- REQUIREMENT -
Return all lines of the listing below that carry the word "ConfigValidation".
AVAILABLE DATA Block Start
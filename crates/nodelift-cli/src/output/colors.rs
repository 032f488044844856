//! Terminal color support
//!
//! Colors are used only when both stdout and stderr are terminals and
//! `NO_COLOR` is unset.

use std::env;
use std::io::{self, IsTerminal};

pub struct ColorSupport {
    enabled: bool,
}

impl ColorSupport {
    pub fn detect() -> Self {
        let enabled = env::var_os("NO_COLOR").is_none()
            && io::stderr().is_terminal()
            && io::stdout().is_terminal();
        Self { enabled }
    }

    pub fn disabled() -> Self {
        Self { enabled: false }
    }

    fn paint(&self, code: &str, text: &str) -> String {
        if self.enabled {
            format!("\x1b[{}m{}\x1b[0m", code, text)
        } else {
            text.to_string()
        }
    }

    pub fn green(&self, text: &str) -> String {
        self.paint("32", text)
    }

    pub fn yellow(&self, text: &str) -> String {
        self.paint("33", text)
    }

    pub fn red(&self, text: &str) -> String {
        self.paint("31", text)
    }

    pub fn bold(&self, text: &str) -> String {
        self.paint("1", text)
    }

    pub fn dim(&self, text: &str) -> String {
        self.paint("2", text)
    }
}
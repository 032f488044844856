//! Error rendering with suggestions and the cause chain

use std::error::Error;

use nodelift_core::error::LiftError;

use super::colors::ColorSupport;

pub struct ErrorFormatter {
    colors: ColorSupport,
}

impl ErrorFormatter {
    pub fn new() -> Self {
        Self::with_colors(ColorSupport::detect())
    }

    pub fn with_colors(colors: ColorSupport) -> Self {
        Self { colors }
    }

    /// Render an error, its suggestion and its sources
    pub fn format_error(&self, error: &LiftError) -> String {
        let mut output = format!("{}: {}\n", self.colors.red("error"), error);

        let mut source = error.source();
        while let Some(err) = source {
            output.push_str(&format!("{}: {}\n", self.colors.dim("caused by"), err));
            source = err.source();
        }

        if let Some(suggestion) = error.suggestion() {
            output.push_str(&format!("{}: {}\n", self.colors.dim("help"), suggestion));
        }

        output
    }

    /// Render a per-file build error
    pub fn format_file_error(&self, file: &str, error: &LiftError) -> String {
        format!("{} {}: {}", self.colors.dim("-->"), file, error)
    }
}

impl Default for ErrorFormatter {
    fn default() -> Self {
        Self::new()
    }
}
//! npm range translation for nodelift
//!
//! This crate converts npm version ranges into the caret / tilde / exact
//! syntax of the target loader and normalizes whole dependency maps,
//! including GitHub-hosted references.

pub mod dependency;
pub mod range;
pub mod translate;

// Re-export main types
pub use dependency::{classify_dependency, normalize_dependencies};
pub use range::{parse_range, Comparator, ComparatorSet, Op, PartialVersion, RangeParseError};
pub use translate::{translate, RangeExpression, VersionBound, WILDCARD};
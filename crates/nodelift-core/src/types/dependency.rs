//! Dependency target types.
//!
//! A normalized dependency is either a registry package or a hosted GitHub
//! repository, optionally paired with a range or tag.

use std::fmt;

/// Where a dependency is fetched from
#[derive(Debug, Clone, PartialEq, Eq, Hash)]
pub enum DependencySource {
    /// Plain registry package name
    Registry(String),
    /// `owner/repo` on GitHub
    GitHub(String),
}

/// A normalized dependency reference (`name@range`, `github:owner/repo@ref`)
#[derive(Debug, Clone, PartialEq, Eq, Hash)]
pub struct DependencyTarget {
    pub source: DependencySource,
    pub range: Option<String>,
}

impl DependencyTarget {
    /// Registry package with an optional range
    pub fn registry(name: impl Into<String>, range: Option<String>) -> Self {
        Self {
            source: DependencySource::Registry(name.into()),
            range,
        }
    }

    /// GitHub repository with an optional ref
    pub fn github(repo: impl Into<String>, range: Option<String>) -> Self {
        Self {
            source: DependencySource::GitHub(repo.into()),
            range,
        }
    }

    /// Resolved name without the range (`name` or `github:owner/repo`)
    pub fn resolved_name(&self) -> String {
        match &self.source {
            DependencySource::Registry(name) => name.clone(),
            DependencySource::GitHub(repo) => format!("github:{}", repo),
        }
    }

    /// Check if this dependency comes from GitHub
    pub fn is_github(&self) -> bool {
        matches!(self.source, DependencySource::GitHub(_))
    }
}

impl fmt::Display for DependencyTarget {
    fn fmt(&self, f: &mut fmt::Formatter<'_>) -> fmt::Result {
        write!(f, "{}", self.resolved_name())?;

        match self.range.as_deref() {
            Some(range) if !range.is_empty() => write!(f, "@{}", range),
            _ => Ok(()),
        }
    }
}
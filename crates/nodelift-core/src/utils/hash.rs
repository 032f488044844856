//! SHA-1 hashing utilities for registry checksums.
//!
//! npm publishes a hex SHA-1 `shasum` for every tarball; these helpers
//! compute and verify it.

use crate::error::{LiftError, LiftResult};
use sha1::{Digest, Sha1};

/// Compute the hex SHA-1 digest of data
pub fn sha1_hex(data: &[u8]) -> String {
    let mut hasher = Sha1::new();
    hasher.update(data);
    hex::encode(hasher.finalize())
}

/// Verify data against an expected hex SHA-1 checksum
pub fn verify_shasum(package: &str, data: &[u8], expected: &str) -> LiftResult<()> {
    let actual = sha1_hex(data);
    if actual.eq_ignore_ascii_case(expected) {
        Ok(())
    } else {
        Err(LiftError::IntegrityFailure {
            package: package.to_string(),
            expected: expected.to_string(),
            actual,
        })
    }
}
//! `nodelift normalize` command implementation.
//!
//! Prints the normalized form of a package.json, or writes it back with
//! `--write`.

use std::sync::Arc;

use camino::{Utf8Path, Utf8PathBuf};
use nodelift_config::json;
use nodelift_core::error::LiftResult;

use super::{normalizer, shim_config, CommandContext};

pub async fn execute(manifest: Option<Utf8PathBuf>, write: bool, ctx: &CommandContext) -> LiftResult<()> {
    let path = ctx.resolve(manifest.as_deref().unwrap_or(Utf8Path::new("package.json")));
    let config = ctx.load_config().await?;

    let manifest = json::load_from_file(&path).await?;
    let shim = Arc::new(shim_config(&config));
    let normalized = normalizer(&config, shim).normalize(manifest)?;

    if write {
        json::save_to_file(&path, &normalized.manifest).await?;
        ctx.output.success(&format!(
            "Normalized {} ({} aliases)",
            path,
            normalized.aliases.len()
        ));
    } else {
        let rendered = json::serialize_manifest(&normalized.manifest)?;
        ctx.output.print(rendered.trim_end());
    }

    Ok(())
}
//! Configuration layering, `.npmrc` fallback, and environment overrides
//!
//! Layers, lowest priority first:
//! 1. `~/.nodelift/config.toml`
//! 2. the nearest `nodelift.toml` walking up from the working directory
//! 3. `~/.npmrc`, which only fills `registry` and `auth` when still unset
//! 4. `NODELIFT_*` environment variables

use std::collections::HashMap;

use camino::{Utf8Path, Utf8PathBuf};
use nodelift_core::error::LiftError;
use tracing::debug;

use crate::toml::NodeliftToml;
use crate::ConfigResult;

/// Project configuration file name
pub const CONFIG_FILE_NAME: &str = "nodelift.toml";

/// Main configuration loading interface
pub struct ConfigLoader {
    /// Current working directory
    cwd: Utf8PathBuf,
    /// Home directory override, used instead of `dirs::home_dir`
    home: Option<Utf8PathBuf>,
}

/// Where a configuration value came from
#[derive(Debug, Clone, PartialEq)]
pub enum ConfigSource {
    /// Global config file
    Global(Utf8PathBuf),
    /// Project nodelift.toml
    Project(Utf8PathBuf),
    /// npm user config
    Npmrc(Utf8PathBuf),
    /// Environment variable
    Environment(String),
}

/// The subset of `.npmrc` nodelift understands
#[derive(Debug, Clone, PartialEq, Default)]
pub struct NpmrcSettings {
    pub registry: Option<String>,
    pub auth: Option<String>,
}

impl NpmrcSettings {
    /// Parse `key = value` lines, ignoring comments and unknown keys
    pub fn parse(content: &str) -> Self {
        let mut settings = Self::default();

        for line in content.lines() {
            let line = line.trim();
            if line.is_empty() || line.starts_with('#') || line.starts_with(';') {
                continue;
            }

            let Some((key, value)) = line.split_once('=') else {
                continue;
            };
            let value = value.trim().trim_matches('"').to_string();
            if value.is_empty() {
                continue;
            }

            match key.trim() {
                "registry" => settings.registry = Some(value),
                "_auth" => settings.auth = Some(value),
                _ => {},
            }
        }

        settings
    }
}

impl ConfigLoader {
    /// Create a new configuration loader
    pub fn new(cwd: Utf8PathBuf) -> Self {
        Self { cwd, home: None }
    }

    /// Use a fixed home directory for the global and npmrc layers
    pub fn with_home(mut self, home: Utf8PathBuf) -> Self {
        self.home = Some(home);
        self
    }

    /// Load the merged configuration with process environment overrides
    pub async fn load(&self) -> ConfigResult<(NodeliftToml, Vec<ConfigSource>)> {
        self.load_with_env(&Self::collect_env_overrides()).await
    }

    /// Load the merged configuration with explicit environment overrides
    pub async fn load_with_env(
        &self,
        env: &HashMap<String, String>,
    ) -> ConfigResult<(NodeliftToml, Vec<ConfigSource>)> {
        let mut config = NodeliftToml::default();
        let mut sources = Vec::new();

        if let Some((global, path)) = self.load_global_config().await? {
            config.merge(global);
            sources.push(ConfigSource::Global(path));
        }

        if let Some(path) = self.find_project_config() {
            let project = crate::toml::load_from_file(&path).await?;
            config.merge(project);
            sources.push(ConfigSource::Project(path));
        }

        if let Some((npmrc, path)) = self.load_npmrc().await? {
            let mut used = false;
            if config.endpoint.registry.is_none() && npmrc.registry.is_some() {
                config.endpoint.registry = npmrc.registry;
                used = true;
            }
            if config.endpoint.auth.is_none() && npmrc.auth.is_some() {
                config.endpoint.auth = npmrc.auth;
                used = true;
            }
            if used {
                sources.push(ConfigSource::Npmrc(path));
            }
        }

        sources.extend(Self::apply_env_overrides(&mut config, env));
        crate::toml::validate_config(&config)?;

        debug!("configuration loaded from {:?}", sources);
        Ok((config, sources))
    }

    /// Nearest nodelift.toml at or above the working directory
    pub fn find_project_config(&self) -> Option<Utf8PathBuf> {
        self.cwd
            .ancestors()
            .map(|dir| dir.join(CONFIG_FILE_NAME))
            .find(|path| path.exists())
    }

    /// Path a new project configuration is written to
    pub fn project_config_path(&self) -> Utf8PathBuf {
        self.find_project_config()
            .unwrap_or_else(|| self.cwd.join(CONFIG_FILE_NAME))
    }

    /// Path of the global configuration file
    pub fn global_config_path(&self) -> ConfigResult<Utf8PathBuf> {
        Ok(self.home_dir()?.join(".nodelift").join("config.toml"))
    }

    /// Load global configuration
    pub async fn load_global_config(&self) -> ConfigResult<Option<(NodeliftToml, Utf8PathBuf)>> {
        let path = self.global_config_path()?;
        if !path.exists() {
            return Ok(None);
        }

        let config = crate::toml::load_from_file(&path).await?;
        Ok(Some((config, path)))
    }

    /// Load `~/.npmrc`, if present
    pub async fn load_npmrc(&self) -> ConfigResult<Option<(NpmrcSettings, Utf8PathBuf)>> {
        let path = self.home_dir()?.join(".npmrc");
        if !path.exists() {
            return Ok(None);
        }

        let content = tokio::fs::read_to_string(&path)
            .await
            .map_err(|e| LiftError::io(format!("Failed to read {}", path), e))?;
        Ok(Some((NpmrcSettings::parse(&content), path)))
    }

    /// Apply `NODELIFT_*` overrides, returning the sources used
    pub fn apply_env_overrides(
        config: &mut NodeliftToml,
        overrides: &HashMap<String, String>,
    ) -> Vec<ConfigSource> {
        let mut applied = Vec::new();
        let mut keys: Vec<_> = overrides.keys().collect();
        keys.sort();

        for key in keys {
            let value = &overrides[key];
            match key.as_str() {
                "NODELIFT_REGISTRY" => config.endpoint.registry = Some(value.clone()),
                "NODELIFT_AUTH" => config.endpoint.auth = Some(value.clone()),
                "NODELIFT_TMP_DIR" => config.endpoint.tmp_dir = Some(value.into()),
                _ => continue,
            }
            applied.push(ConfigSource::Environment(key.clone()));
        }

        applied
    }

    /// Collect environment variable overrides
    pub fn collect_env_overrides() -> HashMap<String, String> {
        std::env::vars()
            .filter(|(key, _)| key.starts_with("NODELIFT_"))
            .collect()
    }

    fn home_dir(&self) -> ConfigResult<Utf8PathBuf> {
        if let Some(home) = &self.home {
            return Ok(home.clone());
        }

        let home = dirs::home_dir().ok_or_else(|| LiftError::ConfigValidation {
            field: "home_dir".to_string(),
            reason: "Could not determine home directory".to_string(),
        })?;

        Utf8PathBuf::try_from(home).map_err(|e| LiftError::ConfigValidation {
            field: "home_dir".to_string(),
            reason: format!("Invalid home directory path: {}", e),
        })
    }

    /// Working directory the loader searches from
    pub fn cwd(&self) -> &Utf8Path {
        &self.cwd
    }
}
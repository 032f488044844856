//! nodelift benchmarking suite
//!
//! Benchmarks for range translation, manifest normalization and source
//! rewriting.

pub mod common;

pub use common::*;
AVAILABLE DATA Block End
AVAILABLE DATA Block Start
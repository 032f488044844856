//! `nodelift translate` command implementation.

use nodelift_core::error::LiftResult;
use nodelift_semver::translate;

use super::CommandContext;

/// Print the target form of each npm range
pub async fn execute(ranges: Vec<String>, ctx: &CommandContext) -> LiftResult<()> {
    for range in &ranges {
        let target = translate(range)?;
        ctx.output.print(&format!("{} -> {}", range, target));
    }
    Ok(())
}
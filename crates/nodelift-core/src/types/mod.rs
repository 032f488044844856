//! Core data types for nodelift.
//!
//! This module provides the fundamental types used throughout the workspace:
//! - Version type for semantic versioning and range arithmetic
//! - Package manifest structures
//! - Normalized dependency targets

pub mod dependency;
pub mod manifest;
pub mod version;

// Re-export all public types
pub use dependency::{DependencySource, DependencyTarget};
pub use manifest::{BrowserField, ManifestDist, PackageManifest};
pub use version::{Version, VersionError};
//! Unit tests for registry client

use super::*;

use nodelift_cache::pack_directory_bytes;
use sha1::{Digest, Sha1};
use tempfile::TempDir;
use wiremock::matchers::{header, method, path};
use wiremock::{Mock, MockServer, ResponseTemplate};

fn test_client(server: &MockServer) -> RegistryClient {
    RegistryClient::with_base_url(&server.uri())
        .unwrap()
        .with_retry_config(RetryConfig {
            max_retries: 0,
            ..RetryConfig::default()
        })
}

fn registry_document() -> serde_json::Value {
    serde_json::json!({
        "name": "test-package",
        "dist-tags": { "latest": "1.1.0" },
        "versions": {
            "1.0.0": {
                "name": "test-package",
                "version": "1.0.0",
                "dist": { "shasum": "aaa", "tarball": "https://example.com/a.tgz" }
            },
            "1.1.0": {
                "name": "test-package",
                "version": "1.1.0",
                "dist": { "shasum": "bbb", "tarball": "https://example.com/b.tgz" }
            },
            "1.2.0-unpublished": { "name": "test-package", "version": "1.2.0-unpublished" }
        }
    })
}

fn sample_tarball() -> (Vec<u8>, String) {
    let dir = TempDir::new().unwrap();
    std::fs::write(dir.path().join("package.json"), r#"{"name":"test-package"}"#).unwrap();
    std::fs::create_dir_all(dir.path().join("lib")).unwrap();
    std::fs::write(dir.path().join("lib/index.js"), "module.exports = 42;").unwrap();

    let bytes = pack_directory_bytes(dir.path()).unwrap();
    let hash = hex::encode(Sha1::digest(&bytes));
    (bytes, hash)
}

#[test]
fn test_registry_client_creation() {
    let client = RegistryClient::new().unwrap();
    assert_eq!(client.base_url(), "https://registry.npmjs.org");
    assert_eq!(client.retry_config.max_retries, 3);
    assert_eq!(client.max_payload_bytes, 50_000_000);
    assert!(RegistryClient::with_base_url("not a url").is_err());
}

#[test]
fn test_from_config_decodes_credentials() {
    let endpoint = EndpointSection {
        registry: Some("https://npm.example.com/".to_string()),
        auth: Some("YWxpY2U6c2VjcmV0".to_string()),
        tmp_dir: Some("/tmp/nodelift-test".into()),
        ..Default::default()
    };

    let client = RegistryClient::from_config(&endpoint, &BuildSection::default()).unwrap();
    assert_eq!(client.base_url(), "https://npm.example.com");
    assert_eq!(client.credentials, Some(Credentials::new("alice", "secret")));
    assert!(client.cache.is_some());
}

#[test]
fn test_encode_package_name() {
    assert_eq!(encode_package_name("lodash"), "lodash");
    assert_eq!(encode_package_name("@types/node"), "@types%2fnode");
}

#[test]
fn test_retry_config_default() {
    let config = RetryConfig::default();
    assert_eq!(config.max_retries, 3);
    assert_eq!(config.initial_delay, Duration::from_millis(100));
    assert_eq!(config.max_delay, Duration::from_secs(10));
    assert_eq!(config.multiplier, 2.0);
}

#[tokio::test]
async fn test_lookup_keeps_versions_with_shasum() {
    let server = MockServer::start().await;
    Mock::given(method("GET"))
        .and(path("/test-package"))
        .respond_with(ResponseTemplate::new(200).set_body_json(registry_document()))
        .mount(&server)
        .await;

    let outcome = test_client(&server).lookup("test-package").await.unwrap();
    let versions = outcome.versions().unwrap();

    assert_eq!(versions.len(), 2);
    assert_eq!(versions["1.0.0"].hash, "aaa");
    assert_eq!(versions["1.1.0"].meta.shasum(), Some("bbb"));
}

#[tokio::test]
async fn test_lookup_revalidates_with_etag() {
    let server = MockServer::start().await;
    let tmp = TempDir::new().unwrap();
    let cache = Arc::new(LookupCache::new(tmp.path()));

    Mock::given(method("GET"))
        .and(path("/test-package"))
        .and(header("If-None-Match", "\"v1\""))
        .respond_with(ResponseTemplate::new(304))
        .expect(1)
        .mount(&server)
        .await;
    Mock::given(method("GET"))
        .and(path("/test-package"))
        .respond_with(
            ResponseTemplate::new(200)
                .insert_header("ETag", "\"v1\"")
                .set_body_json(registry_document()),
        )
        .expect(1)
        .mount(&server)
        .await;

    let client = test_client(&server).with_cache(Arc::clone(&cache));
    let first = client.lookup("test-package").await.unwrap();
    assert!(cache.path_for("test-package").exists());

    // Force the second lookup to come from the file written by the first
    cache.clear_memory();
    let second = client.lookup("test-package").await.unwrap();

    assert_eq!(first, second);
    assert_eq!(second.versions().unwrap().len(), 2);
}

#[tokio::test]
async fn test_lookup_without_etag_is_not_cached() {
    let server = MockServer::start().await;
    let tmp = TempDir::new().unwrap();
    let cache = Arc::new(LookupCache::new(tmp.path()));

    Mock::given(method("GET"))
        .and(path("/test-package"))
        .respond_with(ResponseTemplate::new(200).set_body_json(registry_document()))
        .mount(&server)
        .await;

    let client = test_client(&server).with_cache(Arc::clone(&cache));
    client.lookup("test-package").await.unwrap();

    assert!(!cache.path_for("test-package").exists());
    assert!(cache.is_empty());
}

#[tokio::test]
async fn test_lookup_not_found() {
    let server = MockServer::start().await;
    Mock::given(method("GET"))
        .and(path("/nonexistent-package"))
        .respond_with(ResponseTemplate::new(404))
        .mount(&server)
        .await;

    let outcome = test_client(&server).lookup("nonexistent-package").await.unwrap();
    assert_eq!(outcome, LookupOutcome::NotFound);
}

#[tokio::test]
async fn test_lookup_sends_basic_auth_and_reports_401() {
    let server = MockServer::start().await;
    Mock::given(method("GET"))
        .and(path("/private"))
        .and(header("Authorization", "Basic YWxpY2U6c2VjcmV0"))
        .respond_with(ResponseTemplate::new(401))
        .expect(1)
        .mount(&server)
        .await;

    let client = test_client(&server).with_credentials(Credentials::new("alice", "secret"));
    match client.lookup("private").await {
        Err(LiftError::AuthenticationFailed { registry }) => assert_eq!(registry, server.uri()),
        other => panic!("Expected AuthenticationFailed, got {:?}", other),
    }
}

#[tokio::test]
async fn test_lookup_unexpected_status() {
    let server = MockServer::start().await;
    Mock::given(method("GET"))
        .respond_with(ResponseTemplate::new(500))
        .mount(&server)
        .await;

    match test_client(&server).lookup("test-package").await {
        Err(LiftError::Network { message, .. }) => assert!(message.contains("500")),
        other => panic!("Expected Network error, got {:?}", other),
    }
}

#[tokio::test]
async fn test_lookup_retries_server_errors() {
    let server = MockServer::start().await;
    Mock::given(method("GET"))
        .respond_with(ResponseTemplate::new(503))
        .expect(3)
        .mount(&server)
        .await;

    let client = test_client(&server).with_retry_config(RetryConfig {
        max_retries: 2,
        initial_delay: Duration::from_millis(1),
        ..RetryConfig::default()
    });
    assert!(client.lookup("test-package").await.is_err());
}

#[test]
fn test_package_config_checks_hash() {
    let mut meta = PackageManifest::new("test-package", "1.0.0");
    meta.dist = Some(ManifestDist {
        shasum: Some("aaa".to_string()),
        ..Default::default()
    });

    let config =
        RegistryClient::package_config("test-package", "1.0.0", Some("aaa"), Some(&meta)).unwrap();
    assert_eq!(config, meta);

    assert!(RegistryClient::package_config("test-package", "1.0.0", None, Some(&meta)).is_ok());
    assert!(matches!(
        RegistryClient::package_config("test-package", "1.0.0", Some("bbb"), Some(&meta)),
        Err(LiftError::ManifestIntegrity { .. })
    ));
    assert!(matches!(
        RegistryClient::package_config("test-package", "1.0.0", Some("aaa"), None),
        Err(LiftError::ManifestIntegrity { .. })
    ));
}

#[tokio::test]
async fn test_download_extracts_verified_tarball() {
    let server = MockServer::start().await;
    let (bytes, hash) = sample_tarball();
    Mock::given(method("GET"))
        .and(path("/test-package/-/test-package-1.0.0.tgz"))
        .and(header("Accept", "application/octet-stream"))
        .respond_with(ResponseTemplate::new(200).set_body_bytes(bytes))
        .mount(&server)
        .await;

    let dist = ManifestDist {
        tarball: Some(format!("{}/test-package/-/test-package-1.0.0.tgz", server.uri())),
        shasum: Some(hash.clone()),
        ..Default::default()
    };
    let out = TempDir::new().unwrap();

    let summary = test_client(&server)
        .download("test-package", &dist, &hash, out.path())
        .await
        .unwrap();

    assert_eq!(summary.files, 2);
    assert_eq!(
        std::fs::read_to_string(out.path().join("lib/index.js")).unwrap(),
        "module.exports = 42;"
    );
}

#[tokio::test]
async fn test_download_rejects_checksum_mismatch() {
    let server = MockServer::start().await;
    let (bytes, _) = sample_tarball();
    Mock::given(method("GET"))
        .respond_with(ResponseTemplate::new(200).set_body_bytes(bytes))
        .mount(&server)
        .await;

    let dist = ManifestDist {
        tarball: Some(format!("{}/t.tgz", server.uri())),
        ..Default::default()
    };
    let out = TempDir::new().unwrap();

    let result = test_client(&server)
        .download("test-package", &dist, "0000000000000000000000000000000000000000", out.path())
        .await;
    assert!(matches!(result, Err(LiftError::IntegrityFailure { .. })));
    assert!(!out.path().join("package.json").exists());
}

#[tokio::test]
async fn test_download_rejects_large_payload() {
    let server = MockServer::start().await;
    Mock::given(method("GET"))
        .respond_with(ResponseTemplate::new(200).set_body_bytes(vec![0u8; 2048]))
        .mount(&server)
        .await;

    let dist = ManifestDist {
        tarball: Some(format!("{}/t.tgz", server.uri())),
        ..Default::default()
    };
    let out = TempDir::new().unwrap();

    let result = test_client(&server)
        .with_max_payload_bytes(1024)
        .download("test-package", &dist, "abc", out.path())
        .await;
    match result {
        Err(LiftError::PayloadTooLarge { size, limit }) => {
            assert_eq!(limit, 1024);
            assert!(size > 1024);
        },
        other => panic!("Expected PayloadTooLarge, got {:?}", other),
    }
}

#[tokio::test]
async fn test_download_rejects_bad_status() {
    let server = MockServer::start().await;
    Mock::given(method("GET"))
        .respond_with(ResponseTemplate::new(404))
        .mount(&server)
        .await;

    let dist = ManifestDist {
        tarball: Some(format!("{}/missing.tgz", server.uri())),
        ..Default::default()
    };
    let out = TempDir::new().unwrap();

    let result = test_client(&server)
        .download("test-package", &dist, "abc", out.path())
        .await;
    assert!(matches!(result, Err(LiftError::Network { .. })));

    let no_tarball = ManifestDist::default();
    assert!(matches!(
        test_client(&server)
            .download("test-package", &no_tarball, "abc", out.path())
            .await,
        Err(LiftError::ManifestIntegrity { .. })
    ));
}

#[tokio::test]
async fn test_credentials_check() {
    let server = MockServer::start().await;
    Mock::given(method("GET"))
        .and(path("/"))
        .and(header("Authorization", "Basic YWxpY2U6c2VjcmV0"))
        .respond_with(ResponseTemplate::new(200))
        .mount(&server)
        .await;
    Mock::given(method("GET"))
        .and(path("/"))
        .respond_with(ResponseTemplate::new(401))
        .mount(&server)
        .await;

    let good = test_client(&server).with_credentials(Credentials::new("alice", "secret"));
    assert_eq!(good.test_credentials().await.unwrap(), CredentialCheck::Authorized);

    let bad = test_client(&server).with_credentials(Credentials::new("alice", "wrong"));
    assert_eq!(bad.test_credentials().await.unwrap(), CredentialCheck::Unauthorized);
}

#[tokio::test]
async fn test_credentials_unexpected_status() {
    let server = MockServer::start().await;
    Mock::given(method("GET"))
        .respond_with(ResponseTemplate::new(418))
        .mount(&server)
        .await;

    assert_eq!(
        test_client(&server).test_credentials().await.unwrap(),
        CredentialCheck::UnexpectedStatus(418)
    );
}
AVAILABLE DATA Block End
- OUTPUT FOR THIS EXERCISE -
        let home = dirs::home_dir().ok_or_else(|| LiftError::ConfigValidation {
        Utf8PathBuf::try_from(home).map_err(|e| LiftError::ConfigValidation {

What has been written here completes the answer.